# THE TASK
Only one stretch of the data is wanted: the line containing "cursor + 1)", the line containing "without a role.", and every line between them, copied exactly.

# RECORDS FOR THIS EXERCISE
##########

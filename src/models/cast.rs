//! Cast member model.
//!
//! A cast member is a performer on the company roster. Their name is the
//! unique key used in every assignment row. Eligibility for a role needs
//! both the role in `eligible_roles` and, for gender-restricted roles,
//! a matching `gender`.

use serde::{Deserialize, Serialize};
use std::collections::BTreeSet;

use super::{Role, RoleCatalog};

/// Performer gender as relevant to restricted roles.
#[derive(Debug, Clone, Copy, PartialEq, Eq, Hash, Serialize, Deserialize, Default)]
pub enum Gender {
    Female,
    Male,
    /// Not recorded. Never matches a restricted role.
    #[default]
    Unspecified,
}

/// A performer on the roster.
#[derive(Debug, Clone, PartialEq, Eq, Serialize, Deserialize)]
pub struct CastMember {
    /// Unique name.
    pub name: String,
    /// Roles this performer is rehearsed for.
    pub eligible_roles: BTreeSet<Role>,
    /// Gender, checked against restricted roles.
    #[serde(default)]
    pub gender: Gender,
}

impl CastMember {
    /// Creates a performer with no eligible roles.
    pub fn new(name: impl Into<String>) -> Self {
        Self {
            name: name.into(),
            eligible_roles: BTreeSet::new(),
            gender: Gender::Unspecified,
        }
    }

    /// Adds an eligible role.
    pub fn with_role(mut self, role: Role) -> Self {
        self.eligible_roles.insert(role);
        self
    }

    /// Adds several eligible roles.
    pub fn with_roles(mut self, roles: impl IntoIterator<Item = Role>) -> Self {
        self.eligible_roles.extend(roles);
        self
    }

    /// Sets the gender.
    pub fn with_gender(mut self, gender: Gender) -> Self {
        self.gender = gender;
        self
    }

    /// Whether the performer has rehearsed the role.
    pub fn knows(&self, role: Role) -> bool {
        self.eligible_roles.contains(&role)
    }

    /// Whether the catalog's gender restriction for `role` admits this performer.
    pub fn meets_restriction(&self, role: Role, catalog: &RoleCatalog) -> bool {
        match catalog.restriction(role) {
            None => true,
            Some(required) => self.gender == required,
        }
    }

    /// Whether the performer may play the role at all (knows it and meets
    /// any restriction).
    pub fn can_play(&self, role: Role, catalog: &RoleCatalog) -> bool {
        self.knows(role) && self.meets_restriction(role, catalog)
    }
}
//! OFF selection fairness scoring.
//!
//! Everyone not holding a role in a show is OFF for it. The scorer ranks
//! those performers so the ones who most need rest come first:
//!
//! 1. No full day off on another date yet (beyond the company day off).
//! 2. Does not leave them fully idle on two adjacent calendar days.
//! 3. Higher current show count.
//! 4. Longer consecutive run around this show.
//! 5. Random.
//!
//! Ranking never blocks completion: any failure falls back to a uniform
//! random order.

use chrono::{Duration, NaiveDate};
use rand::seq::SliceRandom;
use rand::Rng;
use std::cmp::Reverse;

use super::strategy::GenerationContext;
use super::WorkingSchedule;
use crate::error::ScheduleError;

#[derive(Debug, Clone, Copy, PartialEq, Eq, PartialOrd, Ord)]
struct OffScore {
    already_rested: bool,
    idles_adjacent_days: bool,
    load: Reverse<usize>,
    run: Reverse<usize>,
}

/// Whether the performer is fully free on a date, counting the company day off.
fn is_idle(
    ctx: &GenerationContext<'_>,
    schedule: &WorkingSchedule,
    name: &str,
    date: NaiveDate,
) -> bool {
    if ctx.index.company_day_off() == Some(date) {
        return true;
    }
    !ctx.index.shows_on(date).is_empty() && schedule.is_free_on(ctx.index, name, date)
}

/// Number of consecutive appearances directly before and after `show`.
fn run_around(
    ctx: &GenerationContext<'_>,
    schedule: &WorkingSchedule,
    name: &str,
    show: usize,
) -> usize {
    let mut run = 0;
    let mut cursor = show;
    while cursor > 0
        && schedule.is_on_show(cursor - 1, name)
        && ctx.index.consecutive(cursor - 1, cursor)
    {
        run += 1;
        cursor -= 1;
    }
    cursor = show;
    while cursor + 1 < ctx.index.len()
        && schedule.is_on_show(cursor + 1, name)
        && ctx.index.consecutive(cursor, cursor + 1)
    {
        run += 1;
        cursor += 1;
    }
    run
}

/// Ranks every performer without a role in `show`, best OFF candidate first.
pub fn rank_off_candidates<R: Rng + ?Sized>(
    ctx: &GenerationContext<'_>,
    schedule: &WorkingSchedule,
    show: usize,
    rng: &mut R,
) -> Result<Vec<String>, ScheduleError> {
    let date = ctx
        .index
        .shows()
        .get(show)
        .map(|s| s.date)
        .ok_or_else(|| ScheduleError::UnknownShow(format!("#{show}")))?;
    let baseline = usize::from(ctx.index.company_day_off().is_some());

    let mut candidates: Vec<&str> = ctx
        .cast
        .iter()
        .map(|m| m.name.as_str())
        .filter(|name| !schedule.is_on_show(show, name))
        .collect();
    candidates.shuffle(rng);

    let mut scored: Vec<(OffScore, &str)> = candidates
        .into_iter()
        .map(|name| {
            let days_off = ctx
                .index
                .dates()
                .filter(|&d| d != date && schedule.is_free_on(ctx.index, name, d))
                .count()
                + baseline;
            let idle_today = schedule.is_free_on(ctx.index, name, date);
            let idles_adjacent_days = idle_today
                && [date - Duration::days(1), date + Duration::days(1)]
                    .iter()
                    .any(|&d| is_idle(ctx, schedule, name, d));
            let score = OffScore {
                already_rested: days_off > baseline,
                idles_adjacent_days,
                load: Reverse(schedule.show_count_for(name)),
                run: Reverse(run_around(ctx, schedule, name, show)),
            };
            (score, name)
        })
        .collect();
    scored.sort_by_key(|(score, _)| *score);

    Ok(scored.into_iter().map(|(_, name)| name.to_string()).collect())
}

/// Selects the OFF list for a show.
///
/// Uses [`rank_off_candidates`]; if it fails or returns the wrong number of
/// names, falls back to a random order of the performers without a role.
pub fn choose_off<R: Rng + ?Sized>(
    ctx: &GenerationContext<'_>,
    schedule: &WorkingSchedule,
    show: usize,
    rng: &mut R,
) -> Vec<String> {
    let expected = ctx
        .cast
        .iter()
        .filter(|m| !schedule.is_on_show(show, &m.name))
        .count();

    let ranked = rank_off_candidates(ctx, schedule, show, rng).and_then(|names| {
        if names.len() == expected {
            Ok(names)
        } else {
            Err(ScheduleError::OffCountMismatch {
                show_id: ctx.index.show(show).id.clone(),
                expected,
                got: names.len(),
            })
        }
    });

    match ranked {
        Ok(names) => names,
        Err(e) => {
            tracing::warn!(error = %e, "OFF ranking failed; using random selection");
            let mut names: Vec<String> = ctx
                .cast
                .iter()
                .filter(|m| !schedule.is_on_show(show, &m.name))
                .map(|m| m.name.clone())
                .collect();
            names.shuffle(rng);
            names
        }
    }
}
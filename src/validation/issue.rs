//! Schedule findings.

use serde::{Deserialize, Serialize};
use std::fmt;

/// Category of a finding.
#[derive(Debug, Clone, Copy, PartialEq, Eq, PartialOrd, Ord, Hash, Serialize, Deserialize)]
#[serde(rename_all = "snake_case")]
pub enum IssueKind {
    /// A show does not have exactly one performer per role.
    Headcount,
    /// A catalog role has no holder in a show.
    MissingRole,
    /// A performer has more than one row in a show, on stage or OFF.
    DoubleBooking,
    /// A roster performer has no row for a staffed show.
    MissingRow,
    /// A role is held by more than one performer in a show.
    RoleOverbooked,
    /// A performer plays a role they do not know.
    RoleIneligible,
    /// A performer plays a role restricted to another gender.
    GenderIneligible,
    /// A run of consecutive shows is too long.
    Consecutive,
    /// Too many shows in one Friday–Sunday span.
    Weekend,
    /// Double-show days on adjacent dates.
    BackToBack,
    /// Too many shows in the week.
    WeeklyCap,
    /// A row references a show that is not in the week.
    UnknownShow,
    /// A row references a performer not on the roster.
    UnknownPerformer,
    /// A performer holds a role on their RED day.
    RedDayConflict,
    /// A performer has more than one RED day.
    ExtraRedDay,
    /// A performer has no RED day.
    MissingRedDay,
    /// Far fewer shows than the week offers.
    Underutilized,
    /// Far more shows than the roster average.
    Overworked,
}

impl IssueKind {
    /// Whether this kind blocks acceptance of a generated attempt.
    pub fn is_critical(self) -> bool {
        matches!(
            self,
            IssueKind::Headcount
                | IssueKind::RoleIneligible
                | IssueKind::GenderIneligible
                | IssueKind::Consecutive
                | IssueKind::Weekend
                | IssueKind::BackToBack
        )
    }
}

/// One validation finding.
#[derive(Debug, Clone, PartialEq, Serialize, Deserialize)]
pub struct ScheduleIssue {
    /// What was found.
    pub kind: IssueKind,
    /// Show the finding is about, if any.
    #[serde(default, skip_serializing_if = "Option::is_none")]
    pub show_id: Option<String>,
    /// Performer the finding is about, if any.
    #[serde(default, skip_serializing_if = "Option::is_none")]
    pub performer: Option<String>,
    /// Human-readable description.
    pub message: String,
    /// Advisory remediation text.
    #[serde(default, skip_serializing_if = "Option::is_none")]
    pub suggestion: Option<String>,
}

impl ScheduleIssue {
    /// Creates a finding with no show or performer attached.
    pub fn new(kind: IssueKind, message: impl Into<String>) -> Self {
        Self {
            kind,
            show_id: None,
            performer: None,
            message: message.into(),
            suggestion: None,
        }
    }

    /// Attaches the show.
    pub fn with_show(mut self, show_id: impl Into<String>) -> Self {
        self.show_id = Some(show_id.into());
        self
    }

    /// Attaches the performer.
    pub fn with_performer(mut self, performer: impl Into<String>) -> Self {
        self.performer = Some(performer.into());
        self
    }

    /// Sets the remediation text. `None` leaves the finding without one.
    pub fn with_suggestion(mut self, suggestion: Option<String>) -> Self {
        self.suggestion = suggestion;
        self
    }
}

impl fmt::Display for ScheduleIssue {
    fn fmt(&self, f: &mut fmt::Formatter<'_>) -> fmt::Result {
        match &self.suggestion {
            Some(s) => write!(f, "{} (suggestion: {s})", self.message),
            None => f.write_str(&self.message),
        }
    }
}

/// Outcome of validating a schedule.
#[derive(Debug, Clone, PartialEq, Default, Serialize, Deserialize)]
pub struct ConstraintResult {
    /// True when there are no errors. Warnings do not count.
    pub is_valid: bool,
    pub errors: Vec<ScheduleIssue>,
    pub warnings: Vec<ScheduleIssue>,
}

impl ConstraintResult {
    /// Builds a result, deriving `is_valid` from the errors.
    pub fn new(errors: Vec<ScheduleIssue>, warnings: Vec<ScheduleIssue>) -> Self {
        Self {
            is_valid: errors.is_empty(),
            errors,
            warnings,
        }
    }

    /// Whether any error blocks acceptance.
    pub fn has_critical_errors(&self) -> bool {
        self.errors.iter().any(|e| e.kind.is_critical())
    }

    /// Number of acceptance-blocking errors.
    pub fn critical_count(&self) -> usize {
        self.errors.iter().filter(|e| e.kind.is_critical()).count()
    }

    /// Warning messages with their suggestions, in report order.
    pub fn warning_messages(&self) -> Vec<String> {
        self.warnings.iter().map(ToString::to_string).collect()
    }
}

#[cfg(test)]
mod tests {
    use super::*;

    #[test]
    fn test_critical_kinds() {
        assert!(IssueKind::Headcount.is_critical());
        assert!(IssueKind::BackToBack.is_critical());
        assert!(!IssueKind::MissingRole.is_critical());
        assert!(!IssueKind::MissingRow.is_critical());
        assert!(!IssueKind::WeeklyCap.is_critical());
        assert!(!IssueKind::Overworked.is_critical());
    }

    #[test]
    fn test_result_validity() {
        let ok = ConstraintResult::new(
            vec![],
            vec![ScheduleIssue::new(IssueKind::Underutilized, "Ana: 1 show")],
        );
        assert!(ok.is_valid);
        assert!(!ok.has_critical_errors());

        let bad = ConstraintResult::new(
            vec![
                ScheduleIssue::new(IssueKind::MissingRole, "missing Who"),
                ScheduleIssue::new(IssueKind::Headcount, "7 on stage"),
            ],
            vec![],
        );
        assert!(!bad.is_valid);
        assert!(bad.has_critical_errors());
        assert_eq!(bad.critical_count(), 1);
    }

    #[test]
    fn test_message_includes_suggestion() {
        let issue = ScheduleIssue::new(IssueKind::Overworked, "Ana is overworked")
            .with_performer("Ana")
            .with_suggestion(Some("swap with Ben".into()));
        assert_eq!(issue.to_string(), "Ana is overworked (suggestion: swap with Ben)");
    }

    #[test]
    fn test_issue_serialization() {
        let issue = ScheduleIssue::new(IssueKind::MissingRedDay, "Ana has no RED day");
        let json = serde_json::to_string(&issue).unwrap();
        assert!(json.contains("\"missing_red_day\""));
        assert!(!json.contains("show_id"));
    }
}
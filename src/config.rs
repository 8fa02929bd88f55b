//! Scheduler configuration.
//!
//! Contractual limits and search budget. Deserializable so callers can keep
//! company rules in a JSON/TOML file; every field has a default.

use serde::{Deserialize, Serialize};

/// Limits and budgets used by generation and validation.
#[derive(Debug, Clone, PartialEq, Serialize, Deserialize)]
#[serde(default)]
pub struct SchedulerConfig {
    /// Full constructive attempts before falling back to a partial schedule.
    pub max_attempts: usize,

    /// Longest allowed run of consecutive shows for one performer.
    pub max_consecutive_shows: usize,

    /// Shows at most this many days apart are consecutive.
    pub consecutive_gap_days: i64,

    /// Most shows a performer may do in one Friday–Sunday span.
    pub max_weekend_shows: usize,

    /// Most shows a performer may do in the week.
    pub max_weekly_shows: usize,

    /// Fewer shows than this is flagged underutilized.
    pub underutilized_min_shows: usize,

    /// Underutilization is only flagged when the week has at least this many shows.
    pub underutilized_week_threshold: usize,

    /// Overworked means above `ceil(factor * average)`, flagged only when the
    /// week has more than `underutilized_week_threshold` shows.
    pub overworked_factor: f64,
}

impl Default for SchedulerConfig {
    fn default() -> Self {
        Self {
            max_attempts: 100,
            max_consecutive_shows: 6,
            consecutive_gap_days: 2,
            max_weekend_shows: 4,
            max_weekly_shows: 6,
            underutilized_min_shows: 2,
            underutilized_week_threshold: 4,
            overworked_factor: 1.5,
        }
    }
}

impl SchedulerConfig {
    /// Creates the default configuration.
    pub fn new() -> Self {
        Self::default()
    }

    /// Sets the retry budget.
    pub fn with_max_attempts(mut self, attempts: usize) -> Self {
        self.max_attempts = attempts;
        self
    }

    /// Sets the consecutive-show limit.
    pub fn with_max_consecutive_shows(mut self, shows: usize) -> Self {
        self.max_consecutive_shows = shows;
        self
    }

    /// Sets the weekend limit.
    pub fn with_max_weekend_shows(mut self, shows: usize) -> Self {
        self.max_weekend_shows = shows;
        self
    }

    /// Sets the weekly limit.
    pub fn with_max_weekly_shows(mut self, shows: usize) -> Self {
        self.max_weekly_shows = shows;
        self
    }
}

##########

# RESPONSE TO THIS TASK
        && ctx.index.consecutive(cursor, cursor + 1)
    {
        run += 1;
        cursor += 1;
    }
    run
}

/// Ranks every performer without a role in `show`, best OFF candidate first.
pub fn rank_off_candidates<R: Rng + ?Sized>(
    ctx: &GenerationContext<'_>,
    schedule: &WorkingSchedule,
    show: usize,
    rng: &mut R,
) -> Result<Vec<String>, ScheduleError> {
    let date = ctx
        .index
        .shows()
        .get(show)
        .map(|s| s.date)
        .ok_or_else(|| ScheduleError::UnknownShow(format!("#{show}")))?;
    let baseline = usize::from(ctx.index.company_day_off().is_some());

    let mut candidates: Vec<&str> = ctx
        .cast
        .iter()
        .map(|m| m.name.as_str())
        .filter(|name| !schedule.is_on_show(show, name))
        .collect();
    candidates.shuffle(rng);

    let mut scored: Vec<(OffScore, &str)> = candidates
        .into_iter()
        .map(|name| {
            let days_off = ctx
                .index
                .dates()
                .filter(|&d| d != date && schedule.is_free_on(ctx.index, name, d))
                .count()
                + baseline;
            let idle_today = schedule.is_free_on(ctx.index, name, date);
            let idles_adjacent_days = idle_today
                && [date - Duration::days(1), date + Duration::days(1)]
                    .iter()
                    .any(|&d| is_idle(ctx, schedule, name, d));
            let score = OffScore {
                already_rested: days_off > baseline,
                idles_adjacent_days,
                load: Reverse(schedule.show_count_for(name)),
                run: Reverse(run_around(ctx, schedule, name, show)),
            };
            (score, name)
        })
        .collect();
    scored.sort_by_key(|(score, _)| *score);

    Ok(scored.into_iter().map(|(_, name)| name.to_string()).collect())
}

/// Selects the OFF list for a show.
///
/// Uses [`rank_off_candidates`]; if it fails or returns the wrong number of
/// names, falls back to a random order of the performers without a role.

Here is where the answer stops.